(Available data Opens)

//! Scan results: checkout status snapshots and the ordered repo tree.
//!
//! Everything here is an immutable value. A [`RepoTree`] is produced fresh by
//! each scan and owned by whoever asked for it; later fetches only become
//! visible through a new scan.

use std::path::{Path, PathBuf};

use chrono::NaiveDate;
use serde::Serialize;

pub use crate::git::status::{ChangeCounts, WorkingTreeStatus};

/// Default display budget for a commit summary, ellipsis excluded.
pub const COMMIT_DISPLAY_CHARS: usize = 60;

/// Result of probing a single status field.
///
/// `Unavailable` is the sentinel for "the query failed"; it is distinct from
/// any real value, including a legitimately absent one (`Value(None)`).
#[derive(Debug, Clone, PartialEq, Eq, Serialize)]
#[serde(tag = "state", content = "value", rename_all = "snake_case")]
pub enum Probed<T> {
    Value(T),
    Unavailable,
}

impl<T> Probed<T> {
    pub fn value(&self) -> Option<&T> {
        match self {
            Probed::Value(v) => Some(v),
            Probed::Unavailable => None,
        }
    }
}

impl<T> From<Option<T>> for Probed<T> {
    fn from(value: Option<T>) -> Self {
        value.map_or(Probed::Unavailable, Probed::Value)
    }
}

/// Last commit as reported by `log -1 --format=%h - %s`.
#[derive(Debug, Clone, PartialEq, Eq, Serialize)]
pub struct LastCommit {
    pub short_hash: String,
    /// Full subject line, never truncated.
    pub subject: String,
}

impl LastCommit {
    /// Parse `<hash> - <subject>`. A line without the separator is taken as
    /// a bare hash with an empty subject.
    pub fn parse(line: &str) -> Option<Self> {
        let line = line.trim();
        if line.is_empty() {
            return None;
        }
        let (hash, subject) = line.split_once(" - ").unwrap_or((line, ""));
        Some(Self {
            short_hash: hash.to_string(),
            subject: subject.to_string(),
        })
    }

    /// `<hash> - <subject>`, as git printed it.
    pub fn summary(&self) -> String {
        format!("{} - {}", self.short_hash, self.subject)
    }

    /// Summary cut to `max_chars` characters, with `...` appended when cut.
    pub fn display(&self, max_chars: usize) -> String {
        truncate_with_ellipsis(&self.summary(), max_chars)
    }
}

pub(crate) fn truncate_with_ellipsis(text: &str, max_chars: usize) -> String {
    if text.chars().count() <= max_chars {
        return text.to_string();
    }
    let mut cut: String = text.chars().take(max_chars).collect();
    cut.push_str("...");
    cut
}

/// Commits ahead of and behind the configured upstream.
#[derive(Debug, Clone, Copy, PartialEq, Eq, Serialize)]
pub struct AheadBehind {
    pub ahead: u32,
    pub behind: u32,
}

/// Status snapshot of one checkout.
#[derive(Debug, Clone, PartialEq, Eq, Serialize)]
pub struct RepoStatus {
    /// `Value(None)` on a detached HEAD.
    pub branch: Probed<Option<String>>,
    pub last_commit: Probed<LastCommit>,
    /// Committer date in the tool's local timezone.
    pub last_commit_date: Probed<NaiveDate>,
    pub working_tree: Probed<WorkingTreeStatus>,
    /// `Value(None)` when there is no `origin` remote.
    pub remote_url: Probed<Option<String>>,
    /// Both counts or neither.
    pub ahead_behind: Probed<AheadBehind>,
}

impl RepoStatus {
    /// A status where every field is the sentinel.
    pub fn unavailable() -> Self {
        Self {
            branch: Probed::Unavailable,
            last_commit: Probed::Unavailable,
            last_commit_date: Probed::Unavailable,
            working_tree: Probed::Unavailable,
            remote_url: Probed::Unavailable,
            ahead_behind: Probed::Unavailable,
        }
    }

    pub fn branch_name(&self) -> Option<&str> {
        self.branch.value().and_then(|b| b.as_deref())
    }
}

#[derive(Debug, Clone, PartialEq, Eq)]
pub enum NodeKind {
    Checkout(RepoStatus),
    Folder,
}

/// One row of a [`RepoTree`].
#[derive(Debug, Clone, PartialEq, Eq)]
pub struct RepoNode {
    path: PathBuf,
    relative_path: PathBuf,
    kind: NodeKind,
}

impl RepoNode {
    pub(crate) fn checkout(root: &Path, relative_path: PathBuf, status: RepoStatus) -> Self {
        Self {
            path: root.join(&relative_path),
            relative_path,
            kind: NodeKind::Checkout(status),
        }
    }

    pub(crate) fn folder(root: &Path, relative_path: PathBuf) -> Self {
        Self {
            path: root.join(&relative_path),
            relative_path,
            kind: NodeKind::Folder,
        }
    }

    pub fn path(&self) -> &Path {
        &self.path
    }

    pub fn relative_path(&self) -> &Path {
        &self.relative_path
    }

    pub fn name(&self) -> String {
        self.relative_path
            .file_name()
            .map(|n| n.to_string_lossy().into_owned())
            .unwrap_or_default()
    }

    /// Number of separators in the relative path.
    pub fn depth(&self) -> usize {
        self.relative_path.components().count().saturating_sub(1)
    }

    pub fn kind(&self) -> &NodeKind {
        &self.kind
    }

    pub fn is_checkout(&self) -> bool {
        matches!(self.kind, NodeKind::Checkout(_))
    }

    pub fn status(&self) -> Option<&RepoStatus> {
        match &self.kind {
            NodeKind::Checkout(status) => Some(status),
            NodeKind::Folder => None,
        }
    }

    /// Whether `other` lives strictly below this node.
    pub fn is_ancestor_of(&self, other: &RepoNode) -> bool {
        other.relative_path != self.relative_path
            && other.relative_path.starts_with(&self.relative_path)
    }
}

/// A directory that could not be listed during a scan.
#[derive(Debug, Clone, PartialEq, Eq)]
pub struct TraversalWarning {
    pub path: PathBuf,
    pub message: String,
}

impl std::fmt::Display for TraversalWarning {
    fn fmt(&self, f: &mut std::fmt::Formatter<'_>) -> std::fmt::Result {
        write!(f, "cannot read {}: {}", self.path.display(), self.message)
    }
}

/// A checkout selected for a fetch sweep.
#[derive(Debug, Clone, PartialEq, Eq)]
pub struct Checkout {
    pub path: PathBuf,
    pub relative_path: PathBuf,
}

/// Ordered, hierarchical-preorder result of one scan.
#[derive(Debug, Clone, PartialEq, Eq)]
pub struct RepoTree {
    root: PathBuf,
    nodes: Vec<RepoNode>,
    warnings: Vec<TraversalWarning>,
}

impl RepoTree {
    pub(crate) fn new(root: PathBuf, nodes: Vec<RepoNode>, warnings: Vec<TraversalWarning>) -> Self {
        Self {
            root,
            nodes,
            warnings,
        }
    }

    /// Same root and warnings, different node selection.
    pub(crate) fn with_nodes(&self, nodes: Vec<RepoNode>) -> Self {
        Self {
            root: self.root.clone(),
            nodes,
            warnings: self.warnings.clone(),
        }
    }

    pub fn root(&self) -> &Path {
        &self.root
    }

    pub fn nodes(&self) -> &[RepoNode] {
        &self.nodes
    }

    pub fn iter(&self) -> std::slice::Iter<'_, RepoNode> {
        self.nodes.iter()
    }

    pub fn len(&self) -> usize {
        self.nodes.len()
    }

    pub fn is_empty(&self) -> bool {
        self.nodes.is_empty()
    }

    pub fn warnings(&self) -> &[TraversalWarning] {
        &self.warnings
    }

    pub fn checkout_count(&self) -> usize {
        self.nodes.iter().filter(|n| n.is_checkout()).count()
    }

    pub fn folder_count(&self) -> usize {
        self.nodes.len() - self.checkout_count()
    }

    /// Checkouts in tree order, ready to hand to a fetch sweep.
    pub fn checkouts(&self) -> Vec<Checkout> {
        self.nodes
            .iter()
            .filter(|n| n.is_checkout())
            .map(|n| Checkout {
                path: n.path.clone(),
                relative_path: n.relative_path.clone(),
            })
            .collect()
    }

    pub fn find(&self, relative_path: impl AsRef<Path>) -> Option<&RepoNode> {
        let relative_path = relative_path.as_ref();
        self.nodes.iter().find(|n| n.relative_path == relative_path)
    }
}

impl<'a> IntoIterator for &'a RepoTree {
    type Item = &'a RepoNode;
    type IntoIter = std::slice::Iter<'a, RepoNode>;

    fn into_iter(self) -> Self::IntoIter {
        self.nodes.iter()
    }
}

(Available data Closes)

Assigned task ▸ The lines above starting at the one that contains "pub fn is_ancestor_of(&self, other: &RepoNode)" and ending at the one that contains "to a fetch sweep." must be transcribed exactly, and no other lines may appear.

Response for this exercise ▸
    pub fn is_ancestor_of(&self, other: &RepoNode) -> bool {
        other.relative_path != self.relative_path
            && other.relative_path.starts_with(&self.relative_path)
    }
}

/// A directory that could not be listed during a scan.
#[derive(Debug, Clone, PartialEq, Eq)]
pub struct TraversalWarning {
    pub path: PathBuf,
    pub message: String,
}

impl std::fmt::Display for TraversalWarning {
    fn fmt(&self, f: &mut std::fmt::Formatter<'_>) -> std::fmt::Result {
        write!(f, "cannot read {}: {}", self.path.display(), self.message)
    }
}

/// A checkout selected for a fetch sweep.
#[derive(Debug, Clone, PartialEq, Eq)]
pub struct Checkout {
    pub path: PathBuf,
    pub relative_path: PathBuf,
}

/// Ordered, hierarchical-preorder result of one scan.
#[derive(Debug, Clone, PartialEq, Eq)]
pub struct RepoTree {
    root: PathBuf,
    nodes: Vec<RepoNode>,
    warnings: Vec<TraversalWarning>,
}

impl RepoTree {
    pub(crate) fn new(root: PathBuf, nodes: Vec<RepoNode>, warnings: Vec<TraversalWarning>) -> Self {
        Self {
            root,
            nodes,
            warnings,
        }
    }

    /// Same root and warnings, different node selection.
    pub(crate) fn with_nodes(&self, nodes: Vec<RepoNode>) -> Self {
        Self {
            root: self.root.clone(),
            nodes,
            warnings: self.warnings.clone(),
        }
    }

    pub fn root(&self) -> &Path {
        &self.root
    }

    pub fn nodes(&self) -> &[RepoNode] {
        &self.nodes
    }

    pub fn iter(&self) -> std::slice::Iter<'_, RepoNode> {
        self.nodes.iter()
    }

    pub fn len(&self) -> usize {
        self.nodes.len()
    }

    pub fn is_empty(&self) -> bool {
        self.nodes.is_empty()
    }

    pub fn warnings(&self) -> &[TraversalWarning] {
        &self.warnings
    }

    pub fn checkout_count(&self) -> usize {
        self.nodes.iter().filter(|n| n.is_checkout()).count()
    }

    pub fn folder_count(&self) -> usize {
        self.nodes.len() - self.checkout_count()
    }

    /// Checkouts in tree order, ready to hand to a fetch sweep.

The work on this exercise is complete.